Among other things, it is mandatory for companies to protect data from damage and loss as of this date. Those who store their data securely in the cloud have an additional guarantee that the data will not be lost. As a rule, professional providers create one or more backup copies of all data.
Reason 3: More agility
The IT infrastructure plays a central role in the topic of agility. But the size of the company is also an important factor - the larger a company is, the more rigid structures become and the agility as well as the Innovative capacity decreases as a result. Smaller teams and start-ups have a strategic advantage here. However, the cloud represents an interesting solution approach for larger companies in this respect.
Independent of existing structures, the cloud offers a basis to, for example develop new products and test them on the market. With increasing success, the projects can simply be scaled up and the capacities adapted from the cloud. Strongly expanding companies such as Zalando, which want to grow quickly on the one hand and still remain innovative, used this strategy.
Reason 4: Quick access to data
In the context of industrial production, toog it can be worthwhile to rely on the cloud. Speed advantages are derived from the networking structure alone. Instead of having to integrate the individual components of a Smart Factory on-site with each other, all machines can be networked via the cloud. This reduces the complexity of the network structure and the Access speed is increased.
But the cloud brings many more advantages. Not only the processing speed, but also the degree of networking within a company increases. This also makes it easier to network several locations with each other. Finally, the clarity of data stocks also increases when data is not stored in different places in the company but is bundled together in one place. The risk of Silo formation thus decreases drastically.
The advantages and disadvantages of cloud technologies
Those who opt for cloud technologies benefit from maximum scalability. This means that the new systems and solutions can be customised down to the last detail, making the storage and retrieval of information much more flexible. As a result, the IT administration effort can be significantly reduced, making storage more practical. The new approach means that only those services are used that are really necessary.
One of the disadvantages of cloud computing is the regular commitment to fixed conditions. As soon as monthly payments are no longer made, the stored content is no longer available. In addition, retrievability is linked to the available internet.
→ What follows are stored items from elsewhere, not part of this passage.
use call_coordinator::calls::Tone;
use call_coordinator::config::CallManagerConfig;
use call_coordinator::loopback::LoopbackRelay;
use call_coordinator::test_utils::TestPeer;
use callcore::{CallOutcome, CallState, EndReason, MediaKind, ParticipantId, RejectCode};
use std::time::Duration;

fn pair(relay: &LoopbackRelay) -> (TestPeer, TestPeer) {
    let alice = TestPeer::on_relay(relay, "alice", CallManagerConfig::default());
    let bob = TestPeer::on_relay(relay, "bob", CallManagerConfig::default());
    (alice, bob)
}

#[tokio::test]
async fn test_answered_call_end_to_end() {
    let relay = LoopbackRelay::new();
    let (mut alice, mut bob) = pair(&relay);

    let call_id = alice
        .manager
        .start_call(ParticipantId::new("bob"), MediaKind::Video)
        .await
        .unwrap();
    let ringing = bob.expect_state(CallState::IncomingRinging).await;
    assert_eq!(ringing.session_id, call_id);

    bob.manager.accept_incoming().await.unwrap();
    bob.wait_for_state(CallState::Active).await;
    alice.wait_for_state(CallState::Active).await;

    bob.manager.end_active().await.unwrap();
    let ended = alice
        .expect_state(CallState::Ended(EndReason::Completed))
        .await;
    assert_eq!(ended.session_id, call_id);
    alice.expect_state(CallState::Idle).await;
    bob.wait_for_state(CallState::Idle).await;

    assert_eq!(alice.signaling.sent_events(), vec!["call-user"]);
    assert_eq!(bob.signaling.sent_events(), vec!["accept-call", "call-ended"]);
    assert_eq!(relay.tracked_calls(), 0);
    for peer in [&alice, &bob] {
        assert_eq!(peer.media.acquire_count(), 1);
        assert_eq!(peer.media.release_count(), 1);
        assert_eq!(peer.history.len(), 1);
    }
}

#[tokio::test(start_paused = true)]
async fn test_unanswered_call_is_missed_on_one_side_and_no_answer_on_the_other() {
    let relay = LoopbackRelay::new();
    let (mut alice, mut bob) = pair(&relay);

    alice
        .manager
        .start_call(ParticipantId::new("bob"), MediaKind::Video)
        .await
        .unwrap();
    alice.expect_state(CallState::OutgoingRinging).await;
    bob.expect_state(CallState::IncomingRinging).await;

    // The callee gives up first and tells the caller why.
    let missed = bob.expect_state(CallState::Ended(EndReason::Missed)).await;
    assert_eq!(missed.outcome, Some(CallOutcome::Missed));
    let no_answer = alice
        .expect_state(CallState::Ended(EndReason::Cancelled))
        .await;
    assert_eq!(no_answer.outcome, Some(CallOutcome::NoAnswer));
    alice.expect_state(CallState::Idle).await;
    bob.expect_state(CallState::Idle).await;

    assert_eq!(alice.signaling.sent_events(), vec!["call-user"]);
    assert_eq!(bob.signaling.sent_events(), vec!["reject-call"]);
    assert_eq!(alice.tones.playing(), None);
    assert_eq!(bob.tones.playing(), None);
    assert_eq!(alice.media.acquire_count(), 0);
    assert_eq!(bob.media.acquire_count(), 0);
    assert_eq!(relay.tracked_calls(), 0);

    // Nothing else fires once both sides are idle.
    tokio::time::sleep(Duration::from_secs(60)).await;
    alice.assert_quiet();
    bob.assert_quiet();
}

#[tokio::test]
async fn test_blocked_camera_reaches_caller_as_unavailable() {
    let relay = LoopbackRelay::new();
    let (mut alice, mut bob) = pair(&relay);
    bob.media.deny_permission();

    alice
        .manager
        .start_call(ParticipantId::new("bob"), MediaKind::Video)
        .await
        .unwrap();
    bob.expect_state(CallState::IncomingRinging).await;
    bob.manager.accept_incoming().await.unwrap();

    bob.wait_for_state(CallState::Ended(EndReason::MediaDenied))
        .await;
    let ended = alice
        .wait_for_state(CallState::Ended(EndReason::Rejected))
        .await;
    assert_eq!(ended.outcome, Some(CallOutcome::Unavailable));

    match &bob.signaling.sent()[..] {
        [callcore::OutboundSignal::RejectCall { reason_code, .. }] => {
            assert_eq!(*reason_code, RejectCode::MediaDenied);
        }
        other => panic!("unexpected signals: {other:?}"),
    }
}

#[tokio::test]
async fn test_simultaneous_calls_settle_on_one_session() {
    let relay = LoopbackRelay::new();
    let (mut alice, mut bob) = pair(&relay);

    relay.hold();
    let alice_id = alice
        .manager
        .start_call(ParticipantId::new("bob"), MediaKind::Audio)
        .await
        .unwrap();
    let bob_id = bob
        .manager
        .start_call(ParticipantId::new("alice"), MediaKind::Audio)
        .await
        .unwrap();
    alice.expect_state(CallState::OutgoingRinging).await;
    bob.expect_state(CallState::OutgoingRinging).await;
    relay.flush();

    let (winner, loser, kept) = if alice_id < bob_id {
        (&mut alice, &mut bob, alice_id)
    } else {
        (&mut bob, &mut alice, bob_id)
    };

    // The loser drops its own attempt and answers the surviving one.
    let cancelled = loser
        .expect_state(CallState::Ended(EndReason::Cancelled))
        .await;
    assert_ne!(cancelled.session_id, kept);
    assert_eq!(cancelled.outcome, Some(CallOutcome::Cancelled));
    loser.expect_state(CallState::Idle).await;
    let answered = loser.expect_state(CallState::IncomingRinging).await;
    assert_eq!(answered.session_id, kept);
    loser.expect_state(CallState::Connecting).await;
    loser.expect_state(CallState::Active).await;

    winner.expect_state(CallState::Connecting).await;
    let active = winner.expect_state(CallState::Active).await;
    assert_eq!(active.session_id, kept);

    assert_eq!(loser.tones.played(), vec![Tone::RingOut]);
    assert_eq!(
        loser.signaling.sent_events(),
        vec!["call-user", "call-ended", "accept-call"]
    );
    assert_eq!(winner.signaling.sent_events(), vec!["call-user"]);

    winner.manager.end_active().await.unwrap();
    winner.wait_for_state(CallState::Idle).await;
    loser
        .expect_state(CallState::Ended(EndReason::Completed))
        .await;
    loser.expect_state(CallState::Idle).await;

    assert_eq!(winner.history.len(), 1);
    assert_eq!(loser.history.len(), 2);
    assert_eq!(loser.media.acquire_count(), loser.media.release_count());
    assert_eq!(winner.media.acquire_count(), winner.media.release_count());
}

#[tokio::test]
async fn test_dropped_socket_ends_call_locally() {
    let relay = LoopbackRelay::new();
    let (mut alice, mut bob) = pair(&relay);

    alice
        .manager
        .start_call(ParticipantId::new("bob"), MediaKind::Audio)
        .await
        .unwrap();
    bob.expect_state(CallState::IncomingRinging).await;
    bob.manager.accept_incoming().await.unwrap();
    bob.wait_for_state(CallState::Active).await;
    alice.wait_for_state(CallState::Active).await;

    relay.disconnect(&ParticipantId::new("bob"));
    let lost = bob
        .expect_state(CallState::Ended(EndReason::NetworkLost))
        .await;
    assert_eq!(lost.outcome, Some(CallOutcome::Disconnected));
    bob.expect_state(CallState::Idle).await;
    assert_eq!(bob.media.live_handles(), 0);

    // The caller only notices when it hangs up; bob never hears about it.
    alice.manager.end_active().await.unwrap();
    alice.wait_for_state(CallState::Idle).await;
    bob.assert_quiet();

    relay.reconnect(&ParticipantId::new("bob"));
    alice
        .manager
        .start_call(ParticipantId::new("bob"), MediaKind::Audio)
        .await
        .unwrap();
    bob.expect_state(CallState::IncomingRinging).await;
}

/// Alice calls bob; bob answers locally but his device takes `grant` to come up.
async fn answered_slowly(relay: &LoopbackRelay, grant: Duration) -> (TestPeer, TestPeer) {
    let (mut alice, mut bob) = pair(relay);
    bob.media.set_acquire_delay(grant);

    alice
        .manager
        .start_call(ParticipantId::new("bob"), MediaKind::Video)
        .await
        .unwrap();
    alice.expect_state(CallState::OutgoingRinging).await;
    bob.expect_state(CallState::IncomingRinging).await;
    bob.manager.accept_incoming().await.unwrap();
    bob.expect_state(CallState::Connecting).await;
    (alice, bob)
}

#[tokio::test(start_paused = true)]
async fn test_callee_hang_up_before_grant_ends_caller() {
    let relay = LoopbackRelay::new();
    let (mut alice, mut bob) = answered_slowly(&relay, Duration::from_secs(5)).await;
    let started = tokio::time::Instant::now();

    bob.manager.end_active().await.unwrap();
    let bob_end = bob
        .expect_state(CallState::Ended(EndReason::Rejected))
        .await;
    let alice_end = alice
        .expect_state(CallState::Ended(EndReason::Rejected))
        .await;
    assert!(started.elapsed() < Duration::from_secs(1));
    assert_eq!(alice_end.outcome, bob_end.outcome);
    assert_eq!(alice.tones.playing(), None);
    assert_eq!(bob.signaling.sent_events(), vec!["reject-call"]);

    alice.expect_state(CallState::Idle).await;
    bob.expect_state(CallState::Idle).await;
    tokio::time::sleep(Duration::from_secs(10)).await;
    assert_eq!(bob.media.live_handles(), 0);
    assert_eq!(relay.tracked_calls(), 0);
}

#[tokio::test(start_paused = true)]
async fn test_callee_connect_timeout_before_grant_ends_caller() {
    let relay = LoopbackRelay::new();
    let (mut alice, mut bob) = answered_slowly(&relay, Duration::from_secs(120)).await;
    let started = tokio::time::Instant::now();

    let bob_end = bob
        .expect_state(CallState::Ended(EndReason::MediaDenied))
        .await;
    let alice_end = alice
        .expect_state(CallState::Ended(EndReason::Rejected))
        .await;

    // Decided by the callee's 30s connect window, not the caller's ring window.
    let elapsed = started.elapsed();
    assert!(elapsed >= Duration::from_secs(30));
    assert!(elapsed < Duration::from_secs(45));
    assert_eq!(bob_end.outcome, Some(CallOutcome::MediaDenied));
    assert_eq!(alice_end.outcome, Some(CallOutcome::Unavailable));
    assert_eq!(bob.signaling.sent_events(), vec!["reject-call"]);
}

#[tokio::test(start_paused = true)]
async fn test_callee_shutdown_before_grant_ends_caller() {
    let relay = LoopbackRelay::new();
    let (mut alice, mut bob) = answered_slowly(&relay, Duration::from_secs(5)).await;

    bob.manager.shutdown().await.unwrap();
    bob.expect_state(CallState::Ended(EndReason::Rejected))
        .await;
    let alice_end = alice
        .expect_state(CallState::Ended(EndReason::Rejected))
        .await;
    assert_eq!(alice_end.outcome, Some(CallOutcome::Rejected));

    tokio::time::sleep(Duration::from_secs(10)).await;
    assert_eq!(bob.media.acquire_count(), bob.media.release_count());
}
Unfortunately, there are still gaps in the supply that make data retrieval difficult.
For a comprehensive look at the use and integration of cloud computing, read our blog post:
The cloud thus presents itself as a Ideal solution for data science projects The result. Without having to make high investments before the proof-of-concept, capacities can be increased if the test is successful and demand increases. Scalability makes costing easier and thus brings the possibility of promoting agility and innovation even in large companies.
The important topics of maintenance and performance are outsourced and are the responsibility of the cloud provider. And also with the topic of Data security companies benefit from additional protective measures that providers take. Through the cloud, this total package enables a lean team to act in an agile manner. This makes data science projects a realistic and highly interesting option for companies of all sizes.